Bookmark and Share

Notice: On April 23, 2014, Statalist moved from an email list to a forum, based at

[Date Prev][Date Next][Thread Prev][Thread Next][Date Index][Thread Index]

st: -svy- commands with a pps sample vs. a simple random sample

From   Mike Lacy <>
Subject   st: -svy- commands with a pps sample vs. a simple random sample
Date   Fri, 13 May 2011 15:58:58 -0600


I'm getting standard errors for means and regression coefficients using the -svy- commands that surprise me enough to make me wonder if I am using them correctly.
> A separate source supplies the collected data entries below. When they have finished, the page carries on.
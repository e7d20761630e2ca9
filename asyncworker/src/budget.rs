//! How long a runner listens before a planned stop.
//!
//! A random fuzz is added to the base runtime so runners started at the same moment (for
//! example by cron) do not all stop at the same moment.
//!
//! # Example
//!
//! ```
//! # use asyncworker::budget::RunBudget;
//! # use std::time::Duration;
//! let budget = RunBudget::new(Duration::from_secs(3600), Duration::from_secs(600));
//!
//! let sampled = budget.sample();
//! assert!(sampled >= Duration::from_secs(3600));
//! assert!(sampled <= Duration::from_secs(4200));
//! ```
use std::time::Duration;

use rand::Rng;

use crate::config::RunnerConfig;

#[derive(Debug, Clone, Copy, PartialEq, Eq)]
pub struct RunBudget {
    runtime: Duration,
    fuzz: Duration,
}

impl RunBudget {
    pub const fn new(runtime: Duration, fuzz: Duration) -> Self {
        Self { runtime, fuzz }
    }

    pub fn from_config(config: &RunnerConfig) -> Self {
        Self::new(
            Duration::from_secs(config.runtime),
            Duration::from_secs(config.fuzz),
        )
    }

    /// The base runtime plus a uniformly random fuzz in `0..=fuzz` whole seconds.
    pub fn sample(&self) -> Duration {
        let fuzz = rand::thread_rng().gen_range(0..=self.fuzz.as_secs());
        self.runtime.saturating_add(Duration::from_secs(fuzz))
    }
}

#[cfg(test)]
mod tests {
    use super::*;

    #[test]
    fn without_fuzz_is_exact() {
        let budget = RunBudget::new(Duration::from_secs(5), Duration::ZERO);

        assert_eq!(budget.sample(), Duration::from_secs(5));
    }

    #[test]
    fn saturates_instead_of_overflowing() {
        let budget = RunBudget::new(Duration::MAX, Duration::from_secs(600));

        assert_eq!(budget.sample(), Duration::MAX);
    }

    #[test]
    fn stays_within_fuzz_window() {
        let budget = RunBudget::from_config(&RunnerConfig::default());

        for _ in 0..100 {
            let sampled = budget.sample();
            assert!(sampled >= Duration::from_secs(3600));
            assert!(sampled <= Duration::from_secs(4200));
        }
    }
}
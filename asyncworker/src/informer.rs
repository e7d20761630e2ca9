//! Notifications about finished jobs.
//!
//! Informing is best effort: an [`Informer`] reports whether it informed anybody and never
//! affects the state of the job.
use async_trait::async_trait;
use serde::{Deserialize, Serialize};
use thiserror::Error;

use crate::{executor::ReturnData, job::Job};

#[cfg_attr(test, mockall::automock)]
#[async_trait]
pub trait Informer: Send + Sync {
    /// Called once for every executed job with the data returned by its executor.
    async fn inform_about_job(&self, job: &Job, return_data: &ReturnData) -> bool;
}

/// Informs nobody.
#[derive(Debug, Clone, Copy, Default)]
pub struct NoopInformer;

#[async_trait]
impl Informer for NoopInformer {
    async fn inform_about_job(&self, _job: &Job, _return_data: &ReturnData) -> bool {
        false
    }
}

#[derive(Debug, Clone, PartialEq, Eq, Serialize, Deserialize)]
#[serde(default)]
pub struct MailConfig {
    /// Default recipient. A job's own email takes precedence.
    pub to: Option<String>,
    pub from_name: Option<String>,
    /// Nothing is sent unless this is set.
    pub from_address: Option<String>,
    /// Used unless the executor returns a `"subject"`.
    pub subject: String,
}

impl Default for MailConfig {
    fn default() -> Self {
        Self {
            to: None,
            from_name: None,
            from_address: None,
            subject: "Async job report".to_owned(),
        }
    }
}

/// A notification ready to be rendered and delivered.
#[derive(Debug, Clone, PartialEq)]
pub struct Mail {
    pub to: String,
    pub from_address: String,
    pub from_name: Option<String>,
    pub subject: String,
    /// The executor's return data, for the template of the mail body.
    pub data: ReturnData,
}

#[derive(Debug, Error)]
#[error("Failed to send mail: {0}")]
pub struct MailError(pub String);

/// Renders and delivers mails.
#[cfg_attr(test, mockall::automock)]
#[async_trait]
pub trait Mailer: Send + Sync {
    async fn send(&self, mail: Mail) -> Result<(), MailError>;
}

/// Mails a report about each job to the job's email or the configured recipient.
///
/// Jobs with `inform` switched off are skipped, as is everything when no sender is configured.
pub struct MailInformer<M> {
    mailer: M,
    config: MailConfig,
}

impl<M: Mailer> MailInformer<M> {
    pub fn new(mailer: M, config: &MailConfig) -> Self {
        Self {
            mailer,
            config: config.clone(),
        }
    }

    fn mail_for(&self, job: &Job, return_data: &ReturnData) -> Option<Mail> {
        if !job.inform {
            return None;
        }
        let to = job.email.as_ref().or(self.config.to.as_ref())?;
        let from_address = self.config.from_address.as_ref()?;
        let subject = return_data
            .get("subject")
            .and_then(serde_json::Value::as_str)
            .unwrap_or(&self.config.subject);

        Some(Mail {
            to: to.clone(),
            from_address: from_address.clone(),
            from_name: self.config.from_name.clone(),
            subject: subject.to_owned(),
            data: return_data.clone(),
        })
    }
}

#[async_trait]
impl<M: Mailer> Informer for MailInformer<M> {
    async fn inform_about_job(&self, job: &Job, return_data: &ReturnData) -> bool {
        let Some(mail) = self.mail_for(job, return_data) else {
            return false;
        };
        let to = mail.to.clone();
        match self.mailer.send(mail).await {
            Ok(()) => {
                tracing::info!(job_id = %job.id, %to, "Informed {to} about job {}", job.id);
                true
            }
            Err(error) => {
                tracing::error!(job_id = %job.id, %to, ?error, "Failed to inform {to}: {error}");
                false
            }
        }
    }
}

#[cfg(test)]
mod tests {
    use mockall::predicate::function;

    use super::*;

    fn config() -> MailConfig {
        MailConfig {
            to: Some("ops@example.com".to_owned()),
            from_address: Some("worker@example.com".to_owned()),
            ..Default::default()
        }
    }

    #[tokio::test]
    async fn noop_informs_nobody() {
        let job = Job::new("report", "normal");

        assert!(!NoopInformer.inform_about_job(&job, &ReturnData::new()).await);
    }

    #[tokio::test]
    async fn mails_configured_recipient() {
        let mut mailer = MockMailer::new();
        mailer
            .expect_send()
            .with(function(|mail: &Mail| {
                mail.to == "ops@example.com"
                    && mail.from_address == "worker@example.com"
                    && mail.subject == "Async job report"
            }))
            .times(1)
            .returning(|_| Ok(()));
        let informer = MailInformer::new(mailer, &config());

        assert!(
            informer
                .inform_about_job(&Job::new("report", "normal"), &ReturnData::new())
                .await
        );
    }

    #[tokio::test]
    async fn job_email_and_returned_subject_take_precedence() {
        let mut mailer = MockMailer::new();
        mailer
            .expect_send()
            .with(function(|mail: &Mail| {
                mail.to == "john@example.com" && mail.subject == "Report ready"
            }))
            .times(1)
            .returning(|_| Ok(()));
        let informer = MailInformer::new(mailer, &config());
        let job = Job::builder("report", "normal")
            .with_email("john@example.com")
            .build();
        let mut data = ReturnData::new();
        data.insert("subject".to_owned(), "Report ready".into());

        assert!(informer.inform_about_job(&job, &data).await);
    }

    #[tokio::test]
    async fn skips_jobs_without_inform() {
        let mut mailer = MockMailer::new();
        mailer.expect_send().never();
        let informer = MailInformer::new(mailer, &config());
        let job = Job::builder("report", "normal").without_inform().build();

        assert!(!informer.inform_about_job(&job, &ReturnData::new()).await);
    }

    #[tokio::test]
    async fn skips_without_sender_or_recipient() {
        let mut mailer = MockMailer::new();
        mailer.expect_send().never();
        let job = Job::new("report", "normal");

        let no_sender = MailConfig {
            from_address: None,
            ..config()
        };
        let informer = MailInformer::new(mailer, &no_sender);
        assert!(!informer.inform_about_job(&job, &ReturnData::new()).await);

        let mut mailer = MockMailer::new();
        mailer.expect_send().never();
        let no_recipient = MailConfig {
            to: None,
            ..config()
        };
        let informer = MailInformer::new(mailer, &no_recipient);
        assert!(!informer.inform_about_job(&job, &ReturnData::new()).await);
    }

    #[tokio::test]
    async fn mailer_errors_are_reported_as_false() {
        let mut mailer = MockMailer::new();
        mailer
            .expect_send()
            .times(1)
            .returning(|_| Err(MailError("connection refused".to_owned())));
        let informer = MailInformer::new(mailer, &config());

        assert!(
            !informer
                .inform_about_job(&Job::new("report", "normal"), &ReturnData::new())
                .await
        );
    }
}
//! Provides an in memory implementation of [`Store`].
//!
//! Currently this is provided for testing purposes and not designed for use in a production system.
//!
//! It is not optimized instead is designed to be a correct implementation for use in a test setup.
use std::{
    collections::{HashMap, VecDeque},
    sync::{
        atomic::{AtomicBool, Ordering},
        Arc, RwLock,
    },
    time::Duration,
};

use async_trait::async_trait;
use tokio::sync::Notify;

use super::{Op, Store, StoreError};

#[derive(Default)]
struct Data {
    hashes: HashMap<String, HashMap<String, String>>,
    zsets: HashMap<String, HashMap<String, i64>>,
    lists: HashMap<String, VecDeque<String>>,
}

impl Data {
    fn sorted_members(&self, key: &str) -> Vec<(String, i64)> {
        let mut members = self
            .zsets
            .get(key)
            .map(|zset| {
                zset.iter()
                    .map(|(member, score)| (member.clone(), *score))
                    .collect::<Vec<_>>()
            })
            .unwrap_or_default();
        members.sort_by(|(a, a_score), (b, b_score)| a_score.cmp(b_score).then(a.cmp(b)));
        members
    }

    fn hset(&mut self, key: String, field: String, value: String) -> bool {
        self.hashes
            .entry(key)
            .or_default()
            .insert(field, value)
            .is_none()
    }

    fn hdel(&mut self, key: &str, field: &str) -> bool {
        let removed = self
            .hashes
            .get_mut(key)
            .and_then(|hash| hash.remove(field))
            .is_some();
        if self.hashes.get(key).is_some_and(HashMap::is_empty) {
            self.hashes.remove(key);
        }
        removed
    }

    fn zrem(&mut self, key: &str, member: &str) -> bool {
        let removed = self
            .zsets
            .get_mut(key)
            .and_then(|zset| zset.remove(member))
            .is_some();
        if self.zsets.get(key).is_some_and(HashMap::is_empty) {
            self.zsets.remove(key);
        }
        removed
    }

    fn lrem(&mut self, key: &str, value: &str) -> usize {
        let Some(list) = self.lists.get_mut(key) else {
            return 0;
        };
        let before = list.len();
        list.retain(|item| item != value);
        let removed = before - list.len();
        if list.is_empty() {
            self.lists.remove(key);
        }
        removed
    }

    fn rpush(&mut self, key: String, value: String) -> usize {
        let list = self.lists.entry(key).or_default();
        list.push_back(value);
        list.len()
    }

    fn lpop_first(&mut self, keys: &[String]) -> Option<(String, String)> {
        for key in keys {
            if let Some(list) = self.lists.get_mut(key) {
                if let Some(value) = list.pop_front() {
                    if list.is_empty() {
                        self.lists.remove(key);
                    }
                    return Some((key.clone(), value));
                }
            }
        }
        None
    }
}

/// An in memory implementation of [`Store`].
///
/// It is provided as a correct (but not optimized) implementation primarily for use in testing
/// circumstances. Clones share the same data, which makes it possible to simulate several runner
/// processes talking to one store.
///
/// **This is not designed for use in a production systems.**
#[derive(Clone, Default)]
pub struct InMemoryStore {
    data: Arc<RwLock<Data>>,
    pushed: Arc<Notify>,
    unavailable: Arc<AtomicBool>,
}

impl InMemoryStore {
    /// Creates a new instance of [`InMemoryStore`].
    pub fn new() -> Self {
        Self::default()
    }

    /// Simulate an outage: every call fails with [`StoreError::Unavailable`] until the store is
    /// made available again via [`InMemoryStore::set_available`].
    pub fn unavailable(self) -> Self {
        self.set_available(false);
        self
    }

    pub fn set_available(&self, available: bool) {
        self.unavailable.store(!available, Ordering::Relaxed);
    }

    fn check_available(&self) -> Result<(), StoreError> {
        if self.unavailable.load(Ordering::Relaxed) {
            Err(StoreError::Unavailable("in memory store switched off".to_owned()))
        } else {
            Ok(())
        }
    }

    fn read<T>(&self, f: impl FnOnce(&Data) -> T) -> Result<T, StoreError> {
        self.check_available()?;
        let data = self.data.read().map_err(|_| StoreError::BadState)?;
        Ok(f(&data))
    }

    fn write<T>(&self, f: impl FnOnce(&mut Data) -> T) -> Result<T, StoreError> {
        self.check_available()?;
        let mut data = self.data.write().map_err(|_| StoreError::BadState)?;
        Ok(f(&mut data))
    }
}

#[async_trait]
impl Store for InMemoryStore {
    async fn ping(&self) -> Result<(), StoreError> {
        self.read(|_| ())
    }

    async fn hget(&self, key: &str, field: &str) -> Result<Option<String>, StoreError> {
        self.read(|data| data.hashes.get(key).and_then(|hash| hash.get(field)).cloned())
    }

    async fn hset(&self, key: &str, field: &str, value: &str) -> Result<bool, StoreError> {
        self.write(|data| data.hset(key.to_owned(), field.to_owned(), value.to_owned()))
    }

    async fn hdel(&self, key: &str, field: &str) -> Result<bool, StoreError> {
        self.write(|data| data.hdel(key, field))
    }

    async fn hmget(&self, key: &str, fields: &[String]) -> Result<Vec<Option<String>>, StoreError> {
        self.read(|data| {
            let hash = data.hashes.get(key);
            fields
                .iter()
                .map(|field| hash.and_then(|hash| hash.get(field)).cloned())
                .collect()
        })
    }

    async fn hgetall(&self, key: &str) -> Result<HashMap<String, String>, StoreError> {
        self.read(|data| data.hashes.get(key).cloned().unwrap_or_default())
    }

    async fn hkeys(&self, key: &str) -> Result<Vec<String>, StoreError> {
        self.read(|data| {
            data.hashes
                .get(key)
                .map(|hash| hash.keys().cloned().collect())
                .unwrap_or_default()
        })
    }

    async fn hlen(&self, key: &str) -> Result<usize, StoreError> {
        self.read(|data| data.hashes.get(key).map(HashMap::len).unwrap_or_default())
    }

    async fn zadd(&self, key: &str, member: &str, score: i64) -> Result<bool, StoreError> {
        self.write(|data| {
            data.zsets
                .entry(key.to_owned())
                .or_default()
                .insert(member.to_owned(), score)
                .is_none()
        })
    }

    async fn zadd_if_score_free(
        &self,
        key: &str,
        member: &str,
        score: i64,
    ) -> Result<bool, StoreError> {
        self.write(|data| {
            let zset = data.zsets.entry(key.to_owned()).or_default();
            if zset.values().any(|occupied| *occupied == score) {
                false
            } else {
                zset.insert(member.to_owned(), score);
                true
            }
        })
    }

    async fn zrange(&self, key: &str) -> Result<Vec<String>, StoreError> {
        self.read(|data| {
            data.sorted_members(key)
                .into_iter()
                .map(|(member, _)| member)
                .collect()
        })
    }

    async fn zrank(&self, key: &str, member: &str) -> Result<Option<usize>, StoreError> {
        self.read(|data| {
            data.sorted_members(key)
                .iter()
                .position(|(candidate, _)| candidate == member)
        })
    }

    async fn zcard(&self, key: &str) -> Result<usize, StoreError> {
        self.read(|data| data.zsets.get(key).map(HashMap::len).unwrap_or_default())
    }

    async fn zrem(&self, key: &str, member: &str) -> Result<bool, StoreError> {
        self.write(|data| data.zrem(key, member))
    }

    async fn take_by_score(&self, key: &str, max_score: i64) -> Result<Vec<String>, StoreError> {
        self.write(|data| {
            let due = data
                .sorted_members(key)
                .into_iter()
                .take_while(|(_, score)| *score <= max_score)
                .map(|(member, _)| member)
                .collect::<Vec<_>>();
            due.iter().for_each(|member| {
                data.zrem(key, member);
            });
            due
        })
    }

    async fn rpush(&self, key: &str, value: &str) -> Result<usize, StoreError> {
        let length = self.write(|data| data.rpush(key.to_owned(), value.to_owned()))?;
        self.pushed.notify_waiters();
        Ok(length)
    }

    async fn lrange(&self, key: &str) -> Result<Vec<String>, StoreError> {
        self.read(|data| {
            data.lists
                .get(key)
                .map(|list| list.iter().cloned().collect())
                .unwrap_or_default()
        })
    }

    async fn llen(&self, key: &str) -> Result<usize, StoreError> {
        self.read(|data| data.lists.get(key).map(VecDeque::len).unwrap_or_default())
    }

    async fn lrem(&self, key: &str, value: &str) -> Result<usize, StoreError> {
        self.write(|data| data.lrem(key, value))
    }

    async fn blpop(
        &self,
        keys: &[String],
        timeout: Duration,
    ) -> Result<Option<(String, String)>, StoreError> {
        let deadline = tokio::time::Instant::now() + timeout;
        loop {
            // Register interest before looking so a push in between is not missed.
            let notified = self.pushed.notified();
            tokio::pin!(notified);
            notified.as_mut().enable();

            if let Some(popped) = self.write(|data| data.lpop_first(keys))? {
                return Ok(Some(popped));
            }
            if tokio::time::timeout_at(deadline, notified).await.is_err() {
                return Ok(None);
            }
        }
    }

    async fn exec(&self, ops: Vec<Op>) -> Result<(), StoreError> {
        let pushed = self.write(|data| {
            let mut pushed = false;
            for op in ops {
                match op {
                    Op::HSet { key, field, value } => {
                        data.hset(key, field, value);
                    }
                    Op::HDel { key, field } => {
                        data.hdel(&key, &field);
                    }
                    Op::ZRem { key, member } => {
                        data.zrem(&key, &member);
                    }
                    Op::LRem { key, value } => {
                        data.lrem(&key, &value);
                    }
                    Op::RPush { key, value } => {
                        data.rpush(key, value);
                        pushed = true;
                    }
                }
            }
            pushed
        })?;
        if pushed {
            self.pushed.notify_waiters();
        }
        Ok(())
    }

    async fn purge(&self) -> Result<(), StoreError> {
        self.write(|data| *data = Data::default())
    }
}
What I'm finding is that the SE(mean) and SE(b) are smaller with a simple random sample than with probability proportional to size, even though the pps sample is constructed using a variable correlated about 0.9 with the outcome of interest. Below, I have some code with simulated data that shows what I am doing.

Background: I'm simulating data for an electrical utility usage reduction experiment. I've made the simulated distribution of kwh usage look like the real distribution. I assume that the percent of kwh usage saved (savepct) following an experiment with the users is of the form y = b0 + b1X + b2*sqrt(x), with that being the function of interested to be estimated.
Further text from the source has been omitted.